A method of statistical analysis that is grounded in Bayes’ theorem, which describes how the probability of a hypothesis (posterior probability) is updated as new data (evidence) become available, given prior knowledge about the hypothesis (prior probability).

Cortico-cortical loops

Neural circuits that connect different regions of the cerebral cortex to one another, allowing communication and integration of information across various cortical areas. These loops can be either short range, connecting adjacent or nearby cortical regions, or long range, linking distant regions of the cortex.

Deep hierarchy

A hierarchical structure consisting of many layers (roughly analogous to cortical areas) through which information from the external world is processed step by step.

Deep learning architectures

Structured configurations of hierarchical, interconnected layers of artificial neurons, or nodes, in a neural network. Common types of deep learning architecture include feedforward convolutional neural networks and recurrent neural networks.

Hierarchical inference

The process of drawing conclusions from data wherein parameters are organized into different levels or layers. In hierarchical Bayesian inference, Bayesian statistics are employed within a layered framework, integrating prior knowledge at multiple levels to refine posterior distributions.

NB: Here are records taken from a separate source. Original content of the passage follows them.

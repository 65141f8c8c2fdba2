//! SMTP Finite State Machine implementation.
//!
//! Transitions only touch the [`SessionState`] record and return the
//! [`Effect`] the session must carry out next. Anything that needs the
//! network (credential checks, sender verification, reading DATA, relaying)
//! is requested through an effect and its outcome fed back in as an
//! [`Event`].

use blaze_common::{
    Capacity, GatewayError, status::Status, traits::fsm::FiniteStateMachine,
};

use crate::{
    command::{Command, HeloVariant},
    session::Reply,
    session_state::SessionState,
    state::{Effect, Event, State},
};

/// The reply code used to report `error` while in `state`.
fn rejection_status(state: State, error: &GatewayError) -> Status {
    match (state, error) {
        (State::Receiving, GatewayError::CapacityExceeded(_)) => Status::ExceededStorage,
        (State::Receiving, GatewayError::Network(_) | GatewayError::Authentication(_)) => {
            Status::ActionAborted
        }
        (State::Receiving, _) => Status::TransactionFailed,
        (_, GatewayError::Authentication(_)) => Status::AuthFailed,
        (_, GatewayError::TrustVerification(_)) => Status::Error,
        (_, GatewayError::Validation(_)) => Status::ParameterError,
        (_, GatewayError::CapacityExceeded(Capacity::Recipients { .. })) => {
            Status::InsufficientStorage
        }
        (_, GatewayError::CapacityExceeded(_)) => Status::ExceededStorage,
        // Outside DATA only sender verification reaches the network
        (_, GatewayError::Network(_)) => Status::MailboxUnavailable,
        (_, GatewayError::Protocol(_)) => Status::InvalidCommandSequence,
    }
}

impl State {
    fn on_command(self, command: Command, ctx: &mut SessionState) -> (Self, Effect) {
        match command {
            Command::Helo(variant) => {
                let (id, extended) = match variant {
                    HeloVariant::Ehlo(id) => (id, true),
                    HeloVariant::Helo(id) => (id, false),
                };

                ctx.reset_transaction();
                ctx.extended = extended;
                ctx.helo = Some(id);

                let reply = if extended {
                    Reply::multiline(Status::Ok, ctx.capabilities())
                } else {
                    let mut lines = ctx.capabilities();
                    lines.truncate(1);
                    Reply::multiline(Status::Ok, lines)
                };

                (Self::Idle, Effect::Reply(reply))
            }

            Command::Auth { mechanism, initial } => {
                if ctx.is_authenticated() {
                    let error = GatewayError::Protocol("already authenticated".to_string());
                    (self, Effect::reject(Status::InvalidCommandSequence, error))
                } else if self != Self::Idle {
                    let error = GatewayError::Protocol(
                        "AUTH is not permitted during a mail transaction".to_string(),
                    );
                    (self, Effect::reject(Status::InvalidCommandSequence, error))
                } else if mechanism != "PLAIN" {
                    let error = GatewayError::Protocol(format!(
                        "unrecognised authentication mechanism {mechanism}"
                    ));
                    (self, Effect::reject(Status::ParameterNotImplemented, error))
                } else {
                    (self, Effect::Authenticate(initial))
                }
            }

            Command::MailFrom(from, params) => {
                let limit = ctx.limits.max_message_size;

                if ctx.require_auth && !ctx.is_authenticated() {
                    let error = GatewayError::Authentication("authentication required".to_string());
                    (self, Effect::reject(Status::AuthRequired, error))
                } else if params.size().is_some_and(|size| size > limit) {
                    let error = GatewayError::CapacityExceeded(Capacity::MessageSize { limit });
                    (self, Effect::reject(Status::ExceededStorage, error))
                } else {
                    (self, Effect::VerifySender(from))
                }
            }

            Command::RcptTo(to) => {
                let limit = ctx.limits.max_recipients;

                if self == Self::Idle {
                    let error = GatewayError::Protocol("need MAIL before RCPT".to_string());
                    (self, Effect::reject(Status::InvalidCommandSequence, error))
                } else if ctx.envelope.recipients().len() >= limit {
                    let error = GatewayError::CapacityExceeded(Capacity::Recipients { limit });
                    (self, Effect::reject(Status::InsufficientStorage, error))
                } else if ctx.envelope.add_recipient(to) {
                    (Self::RecipientsSet, Effect::reply(Status::Ok, "2.1.5 Recipient OK"))
                } else {
                    let error = GatewayError::Protocol("no sender set".to_string());
                    (self, Effect::reject(Status::InvalidCommandSequence, error))
                }
            }

            Command::Data => match self {
                Self::RecipientsSet => (Self::Receiving, Effect::ReceiveData),
                Self::MailSet => {
                    let error = GatewayError::Protocol("need RCPT before DATA".to_string());
                    (self, Effect::reject(Status::InvalidCommandSequence, error))
                }
                _ => {
                    let error = GatewayError::Protocol("need MAIL before DATA".to_string());
                    (self, Effect::reject(Status::InvalidCommandSequence, error))
                }
            },

            Command::Rset => {
                ctx.reset_transaction();
                (Self::Idle, Effect::reply(Status::Ok, "2.0.0 Reset state"))
            }

            Command::Noop => (self, Effect::reply(Status::Ok, "2.0.0 Ok")),

            Command::Quit => {
                ctx.reset_transaction();
                (
                    Self::Closed,
                    Effect::Close(Reply::new(Status::GoodBye, "2.0.0 Bye")),
                )
            }

            Command::Malformed { verb, reason } => {
                let error = GatewayError::Validation(format!("{verb}: {reason}"));
                (self, Effect::reject(Status::ParameterError, error))
            }

            Command::Invalid(command) => {
                let error = GatewayError::Protocol(format!("unrecognised command '{command}'"));
                (self, Effect::reject(Status::SyntaxError, error))
            }
        }
    }
}

impl FiniteStateMachine for State {
    type Input = Event;
    type Context = SessionState;
    type Effect = Effect;

    fn transition(self, input: Self::Input, ctx: &mut Self::Context) -> (Self, Self::Effect) {
        match (self, input) {
            (Self::Closed, _) => (
                Self::Closed,
                Effect::Close(Reply::new(Status::Unavailable, "Session closed")),
            ),

            (Self::Receiving, Event::DataReceived) => {
                ctx.reset_transaction();
                (
                    Self::Idle,
                    Effect::reply(Status::Ok, format!("2.0.0 Ok: relayed as {}", ctx.id)),
                )
            }

            (Self::Receiving, Event::Failed(error)) => {
                let status = rejection_status(Self::Receiving, &error);
                ctx.reset_transaction();
                (Self::Idle, Effect::reject(status, error))
            }

            (Self::Receiving, _) => {
                let error = GatewayError::Protocol("message data in progress".to_string());
                (Self::Receiving, Effect::reject(Status::InvalidCommandSequence, error))
            }

            (state, Event::Command(command)) => state.on_command(command, ctx),

            (state, Event::Authenticated(user)) => {
                ctx.authenticated = Some(user);
                (
                    state,
                    Effect::reply(Status::AuthSucceeded, "2.7.0 Authentication successful"),
                )
            }

            (_, Event::SenderVerified(sender)) => {
                ctx.envelope.set_sender(sender);
                (Self::MailSet, Effect::reply(Status::Ok, "2.1.0 Sender OK"))
            }

            (state, Event::Failed(error)) => {
                let status = rejection_status(state, &error);
                (state, Effect::reject(status, error))
            }

            (state, Event::DataReceived) => {
                let error = GatewayError::Protocol("no message in progress".to_string());
                (state, Effect::reject(Status::InvalidCommandSequence, error))
            }
        }
    }
}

Higher-order thalamic nuclei

Thalamic nuclei can be categorized anatomically into first-order and higher-order nuclei. First-order nuclei receive driving afferents from ascending pathways, whereas the higher-order nuclei receive driving afferents from cortical layer 5 pyramidal (L5p) neurons. Notable examples of higher-order thalamic nuclei include the pulvinar and the medial dorsal nucleus.

Non-hierarchical lateral connections

Connections made between two cortical areas that are not distinguished hierarchically (for instance, primary auditory and visual cortex). This connectivity pattern is illustrated in Fig. 1b.

Recurrent connections

Connections in which the output of a neuron at a given layer is fed back as an input to either the same layer or a previous layer. This creates a loop in the network, allowing information, for instance, to persist and be reused across sequential steps.

Recurrent neural network

A class of neural networks in which connections between nodes form directed cycles, enabling the retention of information from previous inputs. This sequential memory feature makes recurrent neural networks suitable for tasks involving time-series or sequential data.

Reinforcement learning

A machine learning method in which an agent makes decisions and receives reinforcing feedback to train the network to improve its output (for example, reward for desired behaviours, punishment for behaviour resulting in undesirable output).

Shallow architectures

Architectures that do not consist of a deep hierarchy. Shallow architectures instead have a minimum number of layers.

Shallow processing

Computations carried out by a shallow architecture, namely in a few steps instead of tens or hundreds of layers of processing.

Thalamo-cortical loops

Bidirectional pathways between the thalamus and the cerebral cortex. Thalamo-cortical loops play a vital role in the regulation of consciousness, attention and sensory processing, and have been implicated in several neurological and psychiatric disorders.

Trans-thalamic connections

Connections made between two brain regions via the thalamus.